My Writing Process 2017

Updating previous posts about my writing process, this is a more accurate picture of what I do and how I do it.

Finding the Hero’s 12 Waypoints

Every long-form story shares the same structure. Every television drama or comedy, every movie, every novel, every memoir has some version of these 12 waypoints:

  • It begins with a hook to get you interested,
  • then spends time in some setup to invest you in the protagonist
  • whose world turns upside down in an important first plot point
  • and so the hero spends time flailing and failing in response
  • during which we see the antagonist, raw and threatening, in a first pinch point.
  • At the midpoint our hero learns or gains something and stops failing and
  • starts gaining ground in their attack on the challenge.
  • Once again we see the villain clearly in a second pinch point
  • and 3/4 of the way through our story, it appears all is lost when our hero discovers that everything they’ve believed about the challenge is wrong
  • until a second plot point gives our hero the information they need to dive into the
  • climax of the story, the final chase scene or problem-solving process which leads to
  • the final resolution and our happily ever after—or not.

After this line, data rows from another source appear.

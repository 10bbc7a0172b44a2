use std::io;

use tokio::io::{AsyncRead, AsyncReadExt, AsyncWrite, AsyncWriteExt};
use tokio_rustls::{
    rustls::{ProtocolVersion, ServerConnection, SupportedCipherSuite},
    server::TlsStream,
    TlsAcceptor,
};

const BUFFER_SIZE: usize = 8192;

/// Negotiated TLS parameters, reported after a successful upgrade.
#[derive(Debug)]
pub struct TlsInfo {
    version: Option<ProtocolVersion>,
    ciphers: Option<SupportedCipherSuite>,
}

impl TlsInfo {
    fn of(conn: &ServerConnection) -> Self {
        Self {
            version: conn.protocol_version(),
            ciphers: conn.negotiated_cipher_suite(),
        }
    }

    pub fn proto(&self) -> String {
        self.version
            .and_then(|version| version.as_str())
            .unwrap_or("unknown")
            .to_string()
    }

    pub fn cipher(&self) -> String {
        self.ciphers
            .and_then(|ciphers| ciphers.suite().as_str())
            .unwrap_or("unknown")
            .to_string()
    }
}

/// The session transport: a plain stream, or the same stream wrapped in TLS
/// after a STARTTLS upgrade. Reads go through an internal buffer so the line
/// codec does not issue one syscall per byte.
pub enum Connection<Stream: AsyncRead + AsyncWrite + Unpin + Send + Sync> {
    Plain {
        stream: Stream,
        read_buf: Vec<u8>,
        read_pos: usize,
        read_len: usize,
    },
    Tls {
        stream: Box<TlsStream<Stream>>,
        read_buf: Vec<u8>,
        read_pos: usize,
        read_len: usize,
    },
}

impl<Stream: AsyncRead + AsyncWrite + Unpin + Send + Sync> Connection<Stream> {
    pub fn plain(stream: Stream) -> Self {
        Self::Plain {
            stream,
            read_buf: Vec::new(),
            read_pos: 0,
            read_len: 0,
        }
    }

    /// Write a single response line, terminated with CRLF, and flush it.
    pub(crate) async fn send<S: core::fmt::Display + Send + Sync>(
        &mut self,
        response: &S,
    ) -> io::Result<()> {
        let line = format!("{response}\r\n");

        match self {
            Self::Plain { stream, .. } => {
                stream.write_all(line.as_bytes()).await?;
                stream.flush().await
            }
            Self::Tls { stream, .. } => {
                stream.write_all(line.as_bytes()).await?;
                stream.flush().await
            }
        }
    }

    /// Read one line: every byte up to and including the first `\n`.
    ///
    /// End of stream surfaces as `UnexpectedEof`, even mid-line.
    pub(crate) async fn read_line(&mut self) -> io::Result<Vec<u8>> {
        let mut line = Vec::new();

        loop {
            let (read_buf, read_pos, read_len) = self.buffer_mut();

            if *read_pos < *read_len {
                if let Some(idx) = read_buf[*read_pos..*read_len]
                    .iter()
                    .position(|&b| b == b'\n')
                {
                    let end = *read_pos + idx + 1;
                    line.extend_from_slice(&read_buf[*read_pos..end]);
                    *read_pos = end;
                    return Ok(line);
                }

                line.extend_from_slice(&read_buf[*read_pos..*read_len]);
                *read_pos = *read_len;
            }

            if self.fill().await? == 0 {
                return Err(io::Error::new(
                    io::ErrorKind::UnexpectedEof,
                    "connection closed",
                ));
            }
        }
    }

    /// Drop any bytes already read off the wire but not yet consumed.
    pub(crate) fn discard_buffered(&mut self) {
        let (_, read_pos, read_len) = self.buffer_mut();
        *read_pos = 0;
        *read_len = 0;
    }

    /// Perform the server side of a STARTTLS handshake in place.
    ///
    /// On success the transport and its read buffer are replaced wholesale;
    /// plaintext bytes buffered before the handshake never cross into the TLS
    /// stream (RFC 3207). On failure the plain stream is handed back so the
    /// session can still report the 403 before closing.
    pub(crate) async fn upgrade(
        self,
        acceptor: &TlsAcceptor,
    ) -> Result<(Self, TlsInfo), (io::Error, Self)> {
        match self {
            Self::Plain { stream, .. } => match acceptor.accept(stream).into_fallible().await {
                Ok(stream) => {
                    let info = TlsInfo::of(stream.get_ref().1);

                    Ok((
                        Self::Tls {
                            stream: Box::new(stream),
                            read_buf: Vec::new(),
                            read_pos: 0,
                            read_len: 0,
                        },
                        info,
                    ))
                }
                Err((err, stream)) => Err((err, Self::plain(stream))),
            },
            tls @ Self::Tls { .. } => Err((
                io::Error::new(io::ErrorKind::InvalidInput, "TLS already active"),
                tls,
            )),
        }
    }

    fn buffer_mut(&mut self) -> (&mut Vec<u8>, &mut usize, &mut usize) {
        match self {
            Self::Plain {
                read_buf,
                read_pos,
                read_len,
                ..
            }
            | Self::Tls {
                read_buf,
                read_pos,
                read_len,
                ..
            } => (read_buf, read_pos, read_len),
        }
    }

    async fn fill(&mut self) -> io::Result<usize> {
        match self {
            Self::Plain {
                stream,
                read_buf,
                read_pos,
                read_len,
            } => {
                if read_buf.is_empty() {
                    read_buf.resize(BUFFER_SIZE, 0);
                }

                let bytes_read = stream.read(read_buf).await?;
                *read_pos = 0;
                *read_len = bytes_read;
                Ok(bytes_read)
            }
            Self::Tls {
                stream,
                read_buf,
                read_pos,
                read_len,
            } => {
                if read_buf.is_empty() {
                    read_buf.resize(BUFFER_SIZE, 0);
                }

                let bytes_read = stream.read(read_buf).await?;
                *read_pos = 0;
                *read_len = bytes_read;
                Ok(bytes_read)
            }
        }
    }
}
use std::{
    fs::File,
    io::BufReader,
    net::SocketAddr,
    path::{Path, PathBuf},
    sync::Arc,
};

use futures_util::future::join_all;
use serde::Deserialize;
use tokio::{net::TcpListener, sync::broadcast};
use tokio_rustls::{
    rustls::{
        pki_types::{CertificateDer, PrivateKeyDer},
        ServerConfig,
    },
    TlsAcceptor,
};
use tracing::{debug, error, info, warn};

use crate::{
    error::{ServerError, TlsError},
    smtp::session::Session,
};

/// Control-plane notification delivered to a running listener.
#[derive(Debug, Clone, Copy, PartialEq, Eq)]
pub enum Signal {
    Shutdown,
}

/// Called once per received message with the peer address, the reverse-path,
/// the accepted forward-paths, and the Received-header-prefixed message
/// bytes. Runs on its own task; the return value is ignored and invocations
/// from different sessions may overlap.
pub type Handler = Arc<dyn Fn(SocketAddr, String, Vec<String>, Vec<u8>) + Send + Sync>;

/// Called once per RCPT with the peer address, the reverse-path, and the
/// candidate forward-path. Returning `false` refuses the recipient with a
/// `550 5.1.0`.
pub type RcptHandler = Arc<dyn Fn(SocketAddr, &str, &str) -> bool + Send + Sync>;

/// TLS credentials for STARTTLS and the TLS-only listener mode.
#[derive(Debug, Clone, Deserialize)]
pub struct TlsContext {
    pub certificate: PathBuf,
    pub key: PathBuf,
}

impl TlsContext {
    /// Load the credentials and build the acceptor shared by every session.
    pub fn acceptor(&self) -> Result<TlsAcceptor, TlsError> {
        let certs = load_certs(&self.certificate)?;
        let key = load_key(&self.key)?;

        let config = ServerConfig::builder()
            .with_no_client_auth()
            .with_single_cert(certs, key)?;

        Ok(TlsAcceptor::from(Arc::new(config)))
    }
}

fn load_certs(path: &Path) -> Result<Vec<CertificateDer<'static>>, TlsError> {
    let certificate_load = |source| TlsError::CertificateLoad {
        path: path.display().to_string(),
        source,
    };

    let file = File::open(path).map_err(certificate_load)?;

    rustls_pemfile::certs(&mut BufReader::new(file))
        .collect::<Result<Vec<_>, _>>()
        .map_err(certificate_load)
}

fn load_key(path: &Path) -> Result<PrivateKeyDer<'static>, TlsError> {
    let key_load = |reason: String| TlsError::KeyLoad {
        path: path.display().to_string(),
        reason,
    };

    let file = File::open(path).map_err(|err| key_load(err.to_string()))?;
    let mut reader = BufReader::new(file);

    match rustls_pemfile::read_one(&mut reader).map_err(|err| key_load(err.to_string()))? {
        Some(rustls_pemfile::Item::Pkcs1Key(key)) => Ok(PrivateKeyDer::Pkcs1(key)),
        Some(rustls_pemfile::Item::Pkcs8Key(key)) => Ok(PrivateKeyDer::Pkcs8(key)),
        Some(rustls_pemfile::Item::Sec1Key(key)) => Ok(PrivateKeyDer::Sec1(key)),
        _ => Err(key_load(
            "Unable to determine key file format (expected PKCS1, PKCS8, or SEC1)".to_string(),
        )),
    }
}

/// The receiver configuration, read-only once serving starts.
#[derive(Clone, Deserialize)]
pub struct Server {
    /// TCP address to listen on.
    #[serde(default = "default_addr")]
    pub addr: String,

    /// Application name used in the banner and the Received header.
    #[serde(default = "default_appname")]
    pub appname: String,

    /// Hostname advertised in the banner and EHLO/HELO greetings.
    #[serde(default = "default_hostname")]
    pub hostname: String,

    /// Idle deadline in seconds applied to every read and write; 0 disables.
    #[serde(default = "default_timeout_secs")]
    pub timeout_secs: u64,

    /// Maximum message size in bytes, advertised via SIZE (RFC 1870);
    /// 0 means no limit.
    #[serde(default)]
    pub max_size: usize,

    /// TLS credentials; STARTTLS is only offered when these are set.
    #[serde(default)]
    pub tls: Option<TlsContext>,

    /// Refuse every command except NOOP, EHLO, STARTTLS, and QUIT until the
    /// connection is TLS (RFC 3207). Ignored unless TLS is configured.
    #[serde(default)]
    pub tls_required: bool,

    /// Accept TLS connections directly on the listener instead of upgrading
    /// via STARTTLS. Ignored unless TLS is configured.
    #[serde(default)]
    pub tls_listener: bool,

    #[serde(skip)]
    pub(crate) handler: Option<Handler>,

    #[serde(skip)]
    pub(crate) rcpt_handler: Option<RcptHandler>,
}

fn default_addr() -> String {
    "0.0.0.0:25".to_string()
}

fn default_appname() -> String {
    "smtpd".to_string()
}

fn default_hostname() -> String {
    // An exported HOSTNAME overrides the OS hostname
    if let Ok(hostname) = std::env::var("HOSTNAME") {
        if !hostname.is_empty() {
            return hostname;
        }
    }

    let hostname = gethostname::gethostname().to_string_lossy().to_string();
    if hostname.is_empty() {
        "localhost".to_string()
    } else {
        hostname
    }
}

const fn default_timeout_secs() -> u64 {
    // 5 minutes per RFC 5321 section 4.5.3.2
    300
}

impl Default for Server {
    fn default() -> Self {
        Self {
            addr: default_addr(),
            appname: default_appname(),
            hostname: default_hostname(),
            timeout_secs: default_timeout_secs(),
            max_size: 0,
            tls: None,
            tls_required: false,
            tls_listener: false,
            handler: None,
            rcpt_handler: None,
        }
    }
}

impl Server {
    #[must_use]
    pub fn new() -> Self {
        Self::default()
    }

    /// Set the TCP address to listen on
    #[must_use]
    pub fn with_addr(mut self, addr: impl Into<String>) -> Self {
        self.addr = addr.into();
        self
    }

    /// Set the application name used in the banner and the Received header
    #[must_use]
    pub fn with_appname(mut self, appname: impl Into<String>) -> Self {
        self.appname = appname.into();
        self
    }

    /// Set the advertised hostname
    #[must_use]
    pub fn with_hostname(mut self, hostname: impl Into<String>) -> Self {
        self.hostname = hostname.into();
        self
    }

    /// Set the idle deadline in seconds; 0 disables it
    #[must_use]
    pub const fn with_timeout(mut self, secs: u64) -> Self {
        self.timeout_secs = secs;
        self
    }

    /// Set the maximum message size in bytes; 0 means no limit
    #[must_use]
    pub const fn with_max_size(mut self, max_size: usize) -> Self {
        self.max_size = max_size;
        self
    }

    /// Set the TLS credentials enabling STARTTLS
    #[must_use]
    pub fn with_tls(mut self, tls: TlsContext) -> Self {
        self.tls = Some(tls);
        self
    }

    /// Require TLS before any command other than NOOP, EHLO, STARTTLS, QUIT
    #[must_use]
    pub const fn with_tls_required(mut self, required: bool) -> Self {
        self.tls_required = required;
        self
    }

    /// Accept TLS directly on the listener instead of via STARTTLS
    #[must_use]
    pub const fn with_tls_listener(mut self, tls_listener: bool) -> Self {
        self.tls_listener = tls_listener;
        self
    }

    /// Set the message handler
    #[must_use]
    pub fn with_handler(mut self, handler: Handler) -> Self {
        self.handler = Some(handler);
        self
    }

    /// Set the per-recipient handler
    #[must_use]
    pub fn with_rcpt_handler(mut self, rcpt_handler: RcptHandler) -> Self {
        self.rcpt_handler = Some(rcpt_handler);
        self
    }

    /// Bind the configured address and serve until shutdown.
    pub async fn listen_and_serve(
        self,
        shutdown: broadcast::Receiver<Signal>,
    ) -> Result<(), ServerError> {
        let listener =
            TcpListener::bind(&self.addr)
                .await
                .map_err(|source| ServerError::BindFailed {
                    address: self.addr.clone(),
                    source,
                })?;

        self.serve(listener, shutdown).await
    }

    /// Accept connections on `listener`, spawning one session task each,
    /// until `Signal::Shutdown` arrives; live sessions are drained before
    /// returning. Transient accept errors are logged and retried.
    pub async fn serve(
        self,
        listener: TcpListener,
        mut shutdown: broadcast::Receiver<Signal>,
    ) -> Result<(), ServerError> {
        let acceptor = match self.tls.as_ref() {
            Some(tls) => Some(tls.acceptor()?),
            None => None,
        };

        info!(target: "mailslot::server", "serving SMTP on {:?}", listener.local_addr().ok());

        let server = Arc::new(self);
        let mut sessions = Vec::new();

        loop {
            tokio::select! {
                sig = shutdown.recv() => {
                    if matches!(sig, Ok(Signal::Shutdown) | Err(broadcast::error::RecvError::Closed)) {
                        info!(target: "mailslot::server", "received shutdown, finishing sessions ...");
                        join_all(sessions).await;
                        break;
                    }
                }

                connection = listener.accept() => {
                    match connection {
                        Err(err) => warn!(target: "mailslot::server", "failed to accept connection: {err}"),
                        Ok((stream, peer)) => {
                            debug!(target: "mailslot::server", peer = %peer, "connection received");

                            let server = Arc::clone(&server);
                            let acceptor = acceptor.clone();

                            sessions.push(tokio::spawn(async move {
                                if server.tls_listener {
                                    if let Some(tls) = acceptor.clone() {
                                        match tls.accept(stream).await {
                                            Ok(stream) => {
                                                let session = Session::create(
                                                    server, stream, peer, acceptor, true,
                                                )
                                                .await;
                                                finish(session.serve().await);
                                            }
                                            Err(err) => warn!(
                                                target: "mailslot::server",
                                                peer = %peer,
                                                "TLS accept failed: {err}"
                                            ),
                                        }
                                        return;
                                    }
                                }

                                let session =
                                    Session::create(server, stream, peer, acceptor, false).await;
                                finish(session.serve().await);
                            }));
                        }
                    }
                }
            }
        }

        Ok(())
    }
}

fn finish(result: Result<(), crate::error::SessionError>) {
    match result {
        Ok(()) => {}
        Err(err) if err.is_timeout() => debug!(target: "mailslot::session", "{err}"),
        Err(err) => error!(target: "mailslot::session", "session error: {err}"),
    }
}

#[cfg(test)]
mod test {
    use super::Server;

    #[test]
    fn defaults() {
        let server = Server::new();

        assert_eq!(server.addr, "0.0.0.0:25");
        assert_eq!(server.appname, "smtpd");
        assert_eq!(server.timeout_secs, 300);
        assert_eq!(server.max_size, 0);
        assert!(server.tls.is_none());
        assert!(!server.tls_required);
        assert!(!server.tls_listener);
    }

    #[test]
    fn deserialized_config_fills_defaults() {
        let server: Server = serde_json::from_str(
            r#"{"addr": "127.0.0.1:2525", "max_size": 1024}"#,
        )
        .unwrap();

        assert_eq!(server.addr, "127.0.0.1:2525");
        assert_eq!(server.max_size, 1024);
        assert_eq!(server.appname, "smtpd");
        assert_eq!(server.timeout_secs, 300);
    }
}
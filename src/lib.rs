//! # mailslot
//!
//! An embeddable SMTP/ESMTP receiver.
//!
//! mailslot accepts TCP (optionally TLS) connections, drives each one through
//! the RFC 5321 command/response state machine, assembles the received
//! message, and hands the raw RFC 5322 bytes plus envelope to a handler you
//! provide. It does not relay, queue, store, or authenticate, and it never
//! looks inside the message; all of that belongs to the application.
//!
//! ## Quick Start
//!
//! ```no_run
//! use std::sync::Arc;
//!
//! use mailslot::{Server, Signal};
//!
//! #[tokio::main]
//! async fn main() {
//!     let (_shutdown, signals) = tokio::sync::broadcast::channel::<Signal>(1);
//!
//!     let server = Server::new()
//!         .with_addr("0.0.0.0:2525")
//!         .with_hostname("mail.example.com")
//!         .with_handler(Arc::new(|_peer, from, to, data| {
//!             println!("{} -> {:?}: {} bytes", from, to, data.len());
//!         }));
//!
//!     server.listen_and_serve(signals).await.expect("serve failed");
//! }
//! ```
//!
//! ## Protocol support
//!
//! - `HELO`/`EHLO`, `MAIL FROM` (including the null reverse-path and the
//!   RFC 1870 SIZE parameter), `RCPT TO`, `DATA` with transparent
//!   dot-unstuffing, `RSET`, `NOOP`, `QUIT`
//! - `STARTTLS` (RFC 3207) with an in-place transport upgrade, plus an
//!   optional TLS-only listener mode
//! - Enhanced status codes (RFC 3463) on replies
//! - A Received header is prepended to every delivered message
//!
//! `HELP`, `VRFY`, and `EXPN` answer `502`; there is no AUTH, no pipelining
//! beyond serialized requests, and no BDAT/CHUNKING.

pub mod error;
pub mod logging;
pub mod server;
pub mod smtp;

pub use error::{DataError, ServerError, SessionError, TlsError};
pub use server::{Handler, RcptHandler, Server, Signal, TlsContext};
pub use smtp::session::Session;
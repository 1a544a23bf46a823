//! The read-only optimization input snapshot (§3 Lifecycles).

use std::collections::HashMap;

use super::ids::{RoomId, SurgeryId, SurgeryTypeId};
use super::room::Room;
use super::sdst::SdstMatrix;
use super::surgery::Surgery;
use super::surgery_type::SurgeryType;

/// Everything the host supplies for a single optimization call: pending
/// surgeries, available rooms, surgery types, and the SDST matrix. Created
/// by the host and treated as read-only for the lifetime of a run (§3).
#[derive(Debug, Clone, Default)]
#[cfg_attr(feature = "serde", derive(serde::Serialize, serde::Deserialize))]
pub struct OptimizationInput {
    pub surgeries: Vec<Surgery>,
    pub rooms: Vec<Room>,
    pub surgery_types: Vec<SurgeryType>,
    pub sdst: SdstMatrix,
}

impl OptimizationInput {
    pub fn surgery_map(&self) -> HashMap<SurgeryId, &Surgery> {
        self.surgeries.iter().map(|s| (s.id.clone(), s)).collect()
    }

    pub fn room_map(&self) -> HashMap<RoomId, &Room> {
        self.rooms.iter().map(|r| (r.id.clone(), r)).collect()
    }

    pub fn surgery_type_ids(&self) -> std::collections::HashSet<SurgeryTypeId> {
        self.surgery_types.iter().map(|t| t.id.clone()).collect()
    }
}
//! SDST timing kernel (C2, §4.2).
//!
//! Pure function over a [`SurgeryOrder`] and the domain snapshot: prices
//! every surgery's `(start, end, sds_applied)` by walking each room's
//! sequence in order, honoring the setup transition from the previous
//! surgery (or `INITIAL` for the first) and the room's opening time. The
//! kernel never looks across rooms — cross-room constraints are the
//! feasibility checker's job (C3).

use std::collections::HashMap;

use thiserror::Error;

use crate::domain::{Assignment, Minutes, Room, SdstMatrix, Solution, Surgery, SurgeryId, SurgeryOrder};

/// A single surgery's placement violated a hard timing window.
#[derive(Debug, Error, Clone, PartialEq, Eq)]
pub enum TimingError {
    #[error("surgery {surgery_id} in room {room_id} would end at {end} after the room closes at {closing}")]
    RoomClosed {
        surgery_id: SurgeryId,
        room_id: String,
        end: Minutes,
        closing: Minutes,
    },
    #[error("surgery {surgery_id} in room {room_id} would start at {start}, before its earliest_start {earliest}")]
    BeforeEarliestStart {
        surgery_id: SurgeryId,
        room_id: String,
        start: Minutes,
        earliest: Minutes,
    },
    #[error("surgery {surgery_id} in room {room_id} would end at {end}, after its latest_finish {latest}")]
    AfterLatestFinish {
        surgery_id: SurgeryId,
        room_id: String,
        end: Minutes,
        latest: Minutes,
    },
    #[error("order references unknown surgery id {0}")]
    UnknownSurgery(SurgeryId),
    #[error("order references unknown room id {0}")]
    UnknownRoom(String),
}

/// Prices every room's sequence in `order`, returning a fully-timed
/// [`Solution`] or the first timing violation encountered (rooms are
/// walked in the order `order.room_ids()` iterates, which is sorted by
/// room id — deterministic per §4.5).
pub fn price(
    order: &SurgeryOrder,
    surgeries: &HashMap<SurgeryId, &Surgery>,
    rooms: &HashMap<String, &Room>,
    sdst: &SdstMatrix,
) -> Result<Solution, TimingError> {
    let mut solution = Solution::new();
    for room_id in order.room_ids() {
        let room = rooms
            .get(room_id)
            .ok_or_else(|| TimingError::UnknownRoom(room_id.clone()))?;
        let assignments = price_room(order, room_id, room, surgeries, sdst)?;
        solution.set_room(room_id.clone(), assignments);
    }
    Ok(solution)
}

fn price_room(
    order: &SurgeryOrder,
    room_id: &str,
    room: &Room,
    surgeries: &HashMap<SurgeryId, &Surgery>,
    sdst: &SdstMatrix,
) -> Result<Vec<Assignment>, TimingError> {
    let mut cursor = room.opening_time;
    let mut prev_type: Option<String> = None;
    let mut out = Vec::with_capacity(order.sequence(room_id).len());

    for surgery_id in order.sequence(room_id) {
        let surgery = surgeries
            .get(surgery_id)
            .ok_or_else(|| TimingError::UnknownSurgery(surgery_id.clone()))?;

        let setup = sdst.lookup(prev_type.as_deref(), &surgery.type_id);
        let delay = order.extra_delay(surgery_id);
        let start = cursor + Minutes::from(setup) + Minutes::from(delay);
        let end = start + surgery.duration();

        if let Some(earliest) = surgery.earliest_start {
            if start < earliest {
                return Err(TimingError::BeforeEarliestStart {
                    surgery_id: surgery_id.clone(),
                    room_id: room_id.to_string(),
                    start,
                    earliest,
                });
            }
        }
        if let Some(latest) = surgery.latest_finish {
            if end > latest {
                return Err(TimingError::AfterLatestFinish {
                    surgery_id: surgery_id.clone(),
                    room_id: room_id.to_string(),
                    end,
                    latest,
                });
            }
        }
        if let Some(closing) = room.closing_time {
            if end > closing {
                return Err(TimingError::RoomClosed {
                    surgery_id: surgery_id.clone(),
                    room_id: room_id.to_string(),
                    end,
                    closing,
                });
            }
        }

        out.push(Assignment {
            surgery_id: surgery_id.clone(),
            room_id: room_id.to_string(),
            start,
            end,
            sds_applied: Minutes::from(setup),
        });

        cursor = end;
        prev_type = Some(surgery.type_id.clone());
    }
    Ok(out)
}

If you’re familiar with Joseph Campbell and Christopher Vogler’s work regarding the Hero’s Journey, those will look familiar.

My first rudimentary story planning consisted of writing one sentence to describe each of those 12 elements. This is the expanded version, though I wrote more than one book using only those 12 sentences as a guide.

Laying the Foundation with Global Story Elements

When I discovered Shawn Coyne’s Story Grid I learned the value of clearly identifying other global story elements and points of specific movement. I’ll simply list these items; if you’d like an explanation of what each is and why it matters, I highly recommend reading the Story Grid blog or getting the book.

  • External Genre
  • External Value at Stake
  • Internal Genre
  • Internal Value at Stake
  • Obligatory Scenes & Conventions for the Genre
  • Point of View
  • Objects of Desire
  • Controlling Idea/Theme

Coyne calls the parts of the traditional three-act structure the Hook, Build, and Payoff. Each act needs these five parts:

  • Inciting Incident
  • Complication
  • Crisis
  • Climax
  • Resolution

Once I realized the value of having all this information figured out up front, I started filling in a Story Grid spreadsheet (see below) first, then going back to write my 12 sentences to describe the 12 waypoints above.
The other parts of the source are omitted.